You will need to isolate the variable to one side of the equation.
ie
CLo = some function if the remaining variables
 Proposed as answer by Reed KimbleMVP Friday, July 13, 2018 12:31 PM
Friday, July 13, 2018 11:36 AM 
Thank you for your reply.
I'm creating a tool to get some performance data of a craft.
I was trying to isolate CLo but I couldn't. it comes in two different powers in the equation (CLo and CLo^0.6)
if I couldn't find a solution for this I will try to find another expression for CLo.
Friday, July 13, 2018 12:33 PM 
Thank you for your reply.
I'm creating a tool to get some performance data of a craft.
I was trying to isolate CLo but I couldn't. it comes in two different powers in the equation (CLo and CLo^0.6)

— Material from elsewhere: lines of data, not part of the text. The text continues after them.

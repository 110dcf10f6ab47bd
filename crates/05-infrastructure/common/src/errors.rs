//! 错误类型定义
//!
//! 组件容器的错误分为几类：定义错误（注册、查找、冻结）、依赖解析错误
//! （缺失、不唯一、类型不匹配）、组件创建错误（循环引用、实例化失败、属性赋值失败）
//! 以及生命周期与配置错误。

use thiserror::Error;

/// 装箱的底层错误
pub type BoxError = Box<dyn std::error::Error + Send + Sync>;

/// 配置错误类型
#[derive(Error, Debug)]
pub enum ConfigError {
    #[error("配置文件不存在: {path}")]
    FileNotFound { path: String },

    #[error("配置解析失败: {source}")]
    ParseError { source: BoxError },

    #[error("配置验证失败: {message}")]
    ValidationError { message: String },

    #[error("配置序列化失败: {source}")]
    SerializationError {
        #[from]
        source: serde_json::Error,
    },
}

/// 组件定义错误类型
#[derive(Error, Debug, Clone, PartialEq, Eq)]
pub enum DefinitionError {
    #[error("组件定义不存在: {name}")]
    NotFound { name: String },

    #[error("没有声明类型为 {type_name} 的组件定义")]
    NoSuchType { type_name: String },

    #[error("声明类型为 {type_name} 的组件定义不唯一: {candidates:?}")]
    NotUnique {
        type_name: String,
        candidates: Vec<String>,
    },

    #[error("组件 {name} 是抽象定义且没有可用的工厂，无法实例化")]
    AbstractWithoutFactory { name: String },

    #[error("定义存储已冻结，无法{operation}组件定义: {name}")]
    Frozen { name: String, operation: String },

    #[error("组件名称无效: '{name}', 原因: {reason}")]
    InvalidName { name: String, reason: String },

    #[error("组件 {name} 已存在定义 [{existing}]，且不允许覆盖")]
    OverrideNotAllowed { name: String, existing: String },

    #[error("组件 {name} 的父定义不存在: {parent}")]
    ParentNotFound { name: String, parent: String },

    #[error("组件 {name} 的作用域未注册: {scope}")]
    NoSuchScope { name: String, scope: String },

    #[error("组件 {name} 与 {dependency} 之间存在循环的 depends-on 关系")]
    CircularDependsOn { name: String, dependency: String },

    #[error("组件定义无效: {name}, 原因: {message}")]
    Invalid { name: String, message: String },
}

impl DefinitionError {
    /// 创建定义不存在错误
    pub fn not_found(name: impl Into<String>) -> Self {
        Self::NotFound { name: name.into() }
    }

    /// 创建定义无效错误
    pub fn invalid(name: impl Into<String>, message: impl Into<String>) -> Self {
        Self::Invalid {
            name: name.into(),
            message: message.into(),
        }
    }

    /// 错误所属的组件名称
    pub fn component_name(&self) -> Option<&str> {
        match self {
            Self::NotFound { name }
            | Self::AbstractWithoutFactory { name }
            | Self::Frozen { name, .. }
            | Self::InvalidName { name, .. }
            | Self::OverrideNotAllowed { name, .. }
            | Self::ParentNotFound { name, .. }
            | Self::NoSuchScope { name, .. }
            | Self::CircularDependsOn { name, .. }
            | Self::Invalid { name, .. } => Some(name),
            Self::NoSuchType { .. } | Self::NotUnique { .. } => None,
        }
    }
}

/// 依赖解析错误类型
#[derive(Error, Debug, Clone, PartialEq, Eq)]
pub enum DependencyError {
    #[error("没有可用于注入的组件: 要求类型 {type_name}, 注入点 {injection_point}")]
    NoMatchingComponent {
        type_name: String,
        requested_by: Option<String>,
        injection_point: String,
    },

    #[error("期望唯一匹配的 {type_name} 组件，但找到多个候选: {candidates:?}")]
    NotUnique {
        type_name: String,
        requested_by: Option<String>,
        candidates: Vec<String>,
    },

    #[error("组件 {name} 的属性 {property} 未通过依赖检查")]
    UnsatisfiedProperty { name: String, property: String },

    #[error("组件 {name} 的实际类型 {actual} 无法作为 {required} 使用")]
    TypeMismatch {
        name: String,
        required: String,
        actual: String,
    },

    #[error("容器正在销毁单例，不允许创建组件: {name}")]
    ContainerClosed { name: String },
}

impl DependencyError {
    /// 错误所属的组件名称
    pub fn component_name(&self) -> Option<&str> {
        match self {
            Self::NoMatchingComponent { requested_by, .. } | Self::NotUnique { requested_by, .. } => {
                requested_by.as_deref()
            }
            Self::UnsatisfiedProperty { name, .. } => Some(name),
            Self::TypeMismatch { .. } | Self::ContainerClosed { .. } => None,
        }
    }
}

/// 组件错误类型
#[derive(Error, Debug)]
pub enum ComponentError {
    #[error(transparent)]
    Definition(#[from] DefinitionError),

    #[error(transparent)]
    Dependency(#[from] DependencyError),

    #[error("组件 {name} 正在创建中，存在无法解析的循环引用: {chain:?}")]
    CurrentlyInCreation { name: String, chain: Vec<String> },

    #[error("组件 {name} 的原始实例已注入到 {dependents:?}，但最终被包装为其他实例")]
    RawInjectionDespiteWrapping {
        name: String,
        dependents: Vec<String>,
    },

    #[error("组件创建失败: {name} [{resource}], 原因: {message}")]
    Creation {
        name: String,
        resource: String,
        message: String,
        source: BoxError,
    },

    #[error("组件 {name} 的属性 {property} 赋值失败: {source}")]
    PropertyAssignment {
        name: String,
        property: String,
        source: BoxError,
    },

    #[error("组件 {name} 的作用域 {scope} 当前不可用: {message}")]
    ScopeUnavailable {
        name: String,
        scope: String,
        message: String,
    },
}

impl ComponentError {
    /// 创建组件创建错误
    pub fn creation(
        name: impl Into<String>,
        resource: impl Into<String>,
        message: impl Into<String>,
        source: impl Into<BoxError>,
    ) -> Self {
        Self::Creation {
            name: name.into(),
            resource: resource.into(),
            message: message.into(),
            source: source.into(),
        }
    }

    /// 错误所属的组件名称
    pub fn component_name(&self) -> Option<&str> {
        match self {
            Self::Definition(err) => err.component_name(),
            Self::Dependency(err) => err.component_name(),
            Self::CurrentlyInCreation { name, .. }
            | Self::RawInjectionDespiteWrapping { name, .. }
            | Self::Creation { name, .. }
            | Self::PropertyAssignment { name, .. }
            | Self::ScopeUnavailable { name, .. } => Some(name),
        }
    }

    /// 沿错误链查找最初的依赖解析错误
    ///
    /// 嵌套创建失败会被逐层包装，调用方可借此区分“缺失”与“不唯一”。
    pub fn dependency_error(&self) -> Option<&DependencyError> {
        let mut current: &(dyn std::error::Error + 'static) = self;
        loop {
            if let Some(ComponentError::Dependency(err)) = current.downcast_ref::<ComponentError>() {
                return Some(err);
            }
            current = current.source()?;
        }
    }

    /// 沿错误链查找循环引用错误
    pub fn is_currently_in_creation(&self) -> bool {
        let mut current: Option<&(dyn std::error::Error + 'static)> = Some(self);
        while let Some(err) = current {
            if matches!(
                err.downcast_ref::<ComponentError>(),
                Some(ComponentError::CurrentlyInCreation { .. })
            ) {
                return true;
            }
            current = err.source();
        }
        false
    }
}

/// 生命周期管理错误类型
#[derive(Error, Debug)]
pub enum LifecycleError {
    #[error("组件销毁失败: {name}, 原因: {message}")]
    DestructionFailed { name: String, message: String },

    #[error("作用域不存在: {scope_id}")]
    ScopeNotFound { scope_id: String },
}

/// 基础设施错误类型
#[derive(Error, Debug)]
pub enum InfrastructureError {
    #[error("配置错误: {source}")]
    ConfigError {
        #[from]
        source: ConfigError,
    },

    #[error("组件错误: {source}")]
    ComponentError {
        #[from]
        source: ComponentError,
    },

    #[error("生命周期错误: {source}")]
    LifecycleError {
        #[from]
        source: LifecycleError,
    },

    #[error("基础设施启动失败: {message}")]
    BootstrapFailed { message: String },
}

impl From<DefinitionError> for InfrastructureError {
    fn from(err: DefinitionError) -> Self {
        Self::ComponentError {
            source: ComponentError::Definition(err),
        }
    }
}

/// 结果类型别名
pub type ConfigResult<T> = Result<T, ConfigError>;
pub type DefinitionResult<T> = Result<T, DefinitionError>;
pub type DependencyResult<T> = Result<T, DependencyError>;
pub type ComponentResult<T> = Result<T, ComponentError>;
pub type LifecycleResult<T> = Result<T, LifecycleError>;
pub type InfrastructureResult<T> = Result<T, InfrastructureError>;

#[cfg(test)]
mod tests {
    use super::*;

    #[test]
    fn test_component_name_of_wrapped_errors() {
        let err = ComponentError::from(DependencyError::NoMatchingComponent {
            type_name: "Repository".to_string(),
            requested_by: Some("orderService".to_string()),
            injection_point: "组件 orderService 的属性 repository".to_string(),
        });
        assert_eq!(err.component_name(), Some("orderService"));

        let err = ComponentError::from(DefinitionError::NoSuchType {
            type_name: "Repository".to_string(),
        });
        assert_eq!(err.component_name(), None);
    }

    #[test]
    fn test_dependency_error_is_found_through_creation_chain() {
        let inner = ComponentError::from(DependencyError::NotUnique {
            type_name: "Cache".to_string(),
            requested_by: Some("b".to_string()),
            candidates: vec!["c1".to_string(), "c2".to_string()],
        });
        let outer = ComponentError::creation("a", "constructor", "依赖创建失败", inner);

        match outer.dependency_error() {
            Some(DependencyError::NotUnique { candidates, .. }) => {
                assert_eq!(candidates.len(), 2);
            }
            other => panic!("应当找到不唯一错误，实际: {:?}", other),
        }
        assert!(!outer.is_currently_in_creation());
    }
}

if I couldn't find a solution for this I will try to find another expression for CLo.
Masr,
If this is for school you should tell us.
We dont know how or what you are supposed to solve or how and things etc and we try not to just give you the solution.
Not that I know the solution.
Those equations are used for lots of flow things.
When you have two equations and two unknowns what do we do? Substitute.
Also quadratic sometimes. But yes your ^0.6 is tricky. BTW should that be 2/3 ?
Power series maybe?
But that really has nothing to do with the programming part.
However some equations are easier to program than others. Most have been done already.
:)
Friday, July 13, 2018 12:46 PM